Jack Grealish hit with £1,000 court bill after £210k Lamborghini ran red light | Football | Sport
Everton and England footballer Jack Grealish has been slapped with a £1,000 court bill after his £210,000 Lamborghini was caught running a red traffic light during a late-night drive in Liverpool. The 30-year-old attacking midfielder, currently on loan at Everton from Manchester City, was prosecuted by Merseyside Police following the traffic incident last September.
The force reported that Grealish’s luxury car was captured on camera breezing through a red light on the fringes of Liverpool city centre. He was subsequently prosecuted and found guilty for failing to inform police whether he or another individual was driving the car at the time. A magistrate at the local court in Liverpool issued Grealish with six penalty points on his driving licence during a private hearing last week and instructed him to pay a fine, costs, and a court fee totalling £1,044.
The incident occurred just after 11.30pm on September 12, the night before Grealish took to the pitch for Everton in a 0-0 Premier League standoff with his former team Aston Villa.
This comes as the England international announced this week that his 2025/26 season for Everton has been cut short due to injury.
He shared an Instagram photo of himself in a hospital bed post-surgery on a stress fracture in his foot, confirming a prolonged absence with the words: “Didn’t want the season to end like this but that’s football, gutted.”
In the criminal case brought against him, court records reveal Grealish did not enter a plea and the matter was dealt with last Thursday (February 5) in a single justice procedure.
Kevin Scott, the safer roads unit manager for Merseyside Police, told Liverpool Magistrates Court that Grealish’s distinctive sky blue sports car was captured on camera running the red light.
In a statement, he wrote: “At 11.36pm on September 12 2025, a Lamborghini motor vehicle… was travelling along Leeds Street/Vauxhall Road, Liverpool, Merseyside, when it passed the traffic signal 1.4 seconds after it had changed to red.”

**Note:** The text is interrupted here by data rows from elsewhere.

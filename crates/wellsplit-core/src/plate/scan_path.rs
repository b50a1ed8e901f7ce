/// 0-based position of well `(row, col)` in the microscope's physical scan.
///
/// The stage first walks the entire first column top to bottom. It then
/// serpentines through the remaining columns starting from the bottom row:
/// odd rows are visited left to right, even rows right to left. Rows below
/// `row` have already been fully visited by the time `row` is reached.
pub fn scan_ordinal(row: u32, col: u32, rows: u32, cols: u32) -> u32 {
    debug_assert!(row < rows && col < cols, "well ({row}, {col}) outside {rows}x{cols}");

    if col == 0 {
        return row;
    }

    let visited = rows + (rows - row - 1) * (cols - 1);
    if row % 2 == 0 {
        visited + (cols - col - 1)
    } else {
        visited + (col - 1)
    }
}
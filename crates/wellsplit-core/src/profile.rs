use std::fmt;

use serde::{Deserialize, Serialize};

use crate::error::{Result, WellSplitError};

/// Acquisition characteristics of a microscope.
#[derive(Clone, Debug, PartialEq, Eq, Serialize, Deserialize)]
pub struct ProfileParams {
    /// Output tiles cut from each raw frame.
    pub tiles_per_frame: u32,
    /// Meaningful bits per pixel reported by the camera.
    pub sensor_bit_depth: u8,
    /// Geometry arguments passed verbatim to the transform engine.
    #[serde(default)]
    pub transform_ops: Vec<String>,
}

impl ProfileParams {
    pub fn validate(&self) -> Result<()> {
        if self.tiles_per_frame == 0 {
            return Err(WellSplitError::InvalidConfig(
                "tiles_per_frame must be at least 1".into(),
            ));
        }
        if self.sensor_bit_depth == 0 || self.sensor_bit_depth > 32 {
            return Err(WellSplitError::InvalidConfig(format!(
                "sensor_bit_depth {} out of range 1..=32",
                self.sensor_bit_depth
            )));
        }
        Ok(())
    }
}

#[derive(Clone, Debug, Default, PartialEq, Eq, Serialize, Deserialize)]
pub enum MicroscopeProfile {
    /// 11-bit camera, each frame split into a 2x2 grid.
    #[default]
    Cobra,
    /// 12-bit camera mounted sideways; shaved border, rotated, 3x3 grid.
    Joe,
    Custom(ProfileParams),
}

impl MicroscopeProfile {
    pub fn params(&self) -> ProfileParams {
        match self {
            Self::Cobra => ProfileParams {
                tiles_per_frame: 4,
                sensor_bit_depth: 11,
                transform_ops: ops(&["-crop", "2x2@", "+repage"]),
            },
            Self::Joe => ProfileParams {
                tiles_per_frame: 9,
                sensor_bit_depth: 12,
                transform_ops: ops(&[
                    "-shave", "16x16", "-rotate", "90", "-crop", "3x3@", "+repage",
                ]),
            },
            Self::Custom(params) => params.clone(),
        }
    }
}

fn ops(args: &[&str]) -> Vec<String> {
    args.iter().map(|s| s.to_string()).collect()
}

impl fmt::Display for MicroscopeProfile {
    fn fmt(&self, f: &mut fmt::Formatter<'_>) -> fmt::Result {
        match self {
            Self::Cobra => write!(f, "Cobra"),
            Self::Joe => write!(f, "Joe"),
            Self::Custom(p) => write!(
                f,
                "Custom ({} tiles, {}-bit)",
                p.tiles_per_frame, p.sensor_bit_depth
            ),
        }
    }
}
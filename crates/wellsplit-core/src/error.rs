use std::path::PathBuf;

use thiserror::Error;

#[derive(Error, Debug)]
pub enum WellSplitError {
    #[error("I/O error: {0}")]
    Io(#[from] std::io::Error),

    #[error("Genotype table error: {0}")]
    Csv(#[from] csv::Error),

    #[error("Unsupported plate size: {0} wells (expected 96 or 384)")]
    UnsupportedPlateSize(u32),

    #[error("Genotype table has {found} entries, plate needs {expected}")]
    MissingPlateData { expected: usize, found: usize },

    #[error("Genotype table line {line} has no label for well {well_index}")]
    BlankGenotypeLabel { well_index: usize, line: u64 },

    #[error("No output symbol registered for channel {0}")]
    UnrecognizedChannel(u32),

    #[error("Invalid contrast mode '{0}' (expected none, auto or norm)")]
    InvalidContrastMode(String),

    #[error("{given} contrast modes given for {channels} channels (expected 1 or {channels})")]
    ChannelContrastCountMismatch { given: usize, channels: u32 },

    #[error("Filename '{filename}' does not match input pattern {pattern}")]
    FilenamePatternMismatch { filename: String, pattern: String },

    #[error("Cannot infer fields per well: {0}; set fields_per_well explicitly")]
    AmbiguousFieldCount(String),

    #[error("Input frame not found: {}", .0.display())]
    MissingInputFrame(PathBuf),

    #[error("Conversion of {} failed: {reason}", .input.display())]
    ConversionEngineFailure { input: PathBuf, reason: String },

    #[error("Invalid configuration: {0}")]
    InvalidConfig(String),

    #[error("Pipeline error: {0}")]
    Pipeline(String),
}

pub type Result<T> = std::result::Result<T, WellSplitError>;
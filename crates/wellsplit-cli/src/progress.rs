use indicatif::{ProgressBar, ProgressStyle};
use wellsplit_core::pipeline::{BatchStage, ProgressReporter};

/// Drives a terminal progress bar from scheduler events.
pub struct BarReporter {
    bar: ProgressBar,
}

impl BarReporter {
    pub fn new() -> anyhow::Result<Self> {
        let bar = ProgressBar::new(0);
        bar.set_style(
            ProgressStyle::default_bar()
                .template("{msg:20} [{bar:40}] {pos}/{len} ({eta})")?
                .progress_chars("=> "),
        );
        Ok(Self { bar })
    }

    pub fn finish(&self, message: &'static str) {
        self.bar.finish_with_message(message);
    }
}

impl ProgressReporter for BarReporter {
    fn begin_stage(&self, stage: BatchStage, total_items: Option<usize>) {
        self.bar.set_message(stage.to_string());
        self.bar.set_length(total_items.unwrap_or(0) as u64);
        self.bar.set_position(0);
    }

    fn advance(&self, items_done: usize) {
        self.bar.set_position(items_done as u64);
    }
}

Police dispatched a letter to a property in Manchester in September, requesting Grealish to confirm who was driving his car that night.
Mr Scott said police attempted to contact Grealish again with a letter sent to a £5.6million property in Cheshire in November. However, he said the footballer had “failed to comply” with the request to identify the driver.
A charge of running a red light was ultimately withdrawn by police, but Grealish was found guilty of failing to give information relating to the identification of the driver of a vehicle when required.
Magistrate Paul Farquhar imposed six points on the footballer’s licence, a fine of £660, and ordered him to pay £120 in costs and a £264 victim surcharge. Grealish was one of 2,101 defendants who were prosecuted and convicted last week for failing to identify a driver accused of road traffic offences, with magistrates doling out fines ranging from £1 to the maximum penalty of £1,000.